喚き散らすレトを傍目に、リストは言われた通りに横たわるユノを抱え、老婆の元に運んだ。

「……そこの椅子に降ろしてちょうだい。そっとね」

「…貴女……どうするつもりで…」

不安げに見下ろすリストに、老婆はやはり柔らかな笑みを送ってきた。しわだらけのか細い指で、冷たいユノの髪を撫でる。
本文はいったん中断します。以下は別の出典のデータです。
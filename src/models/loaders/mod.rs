pub mod metadata_loader;
pub mod module_loader;

pub use metadata_loader::{load_metadata, METADATA_FILE};
pub use module_loader::{load_module, ModuleCatalog};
「……こう見えても私、昔お城に仕えていた医者なのよ。専門知識なんてこれっぽっちも無いけれどね」

「………医者?」

…禁断の地である城の情報を得るべく、ずっと捜していた医者。
城に仕えていた医者というのは……まさかこの老婆……しかも『理の者』だったとは。

……しかし、専門知識が無い医者というのはどういう意味なのか。それでは医者とは到底呼べないではないか。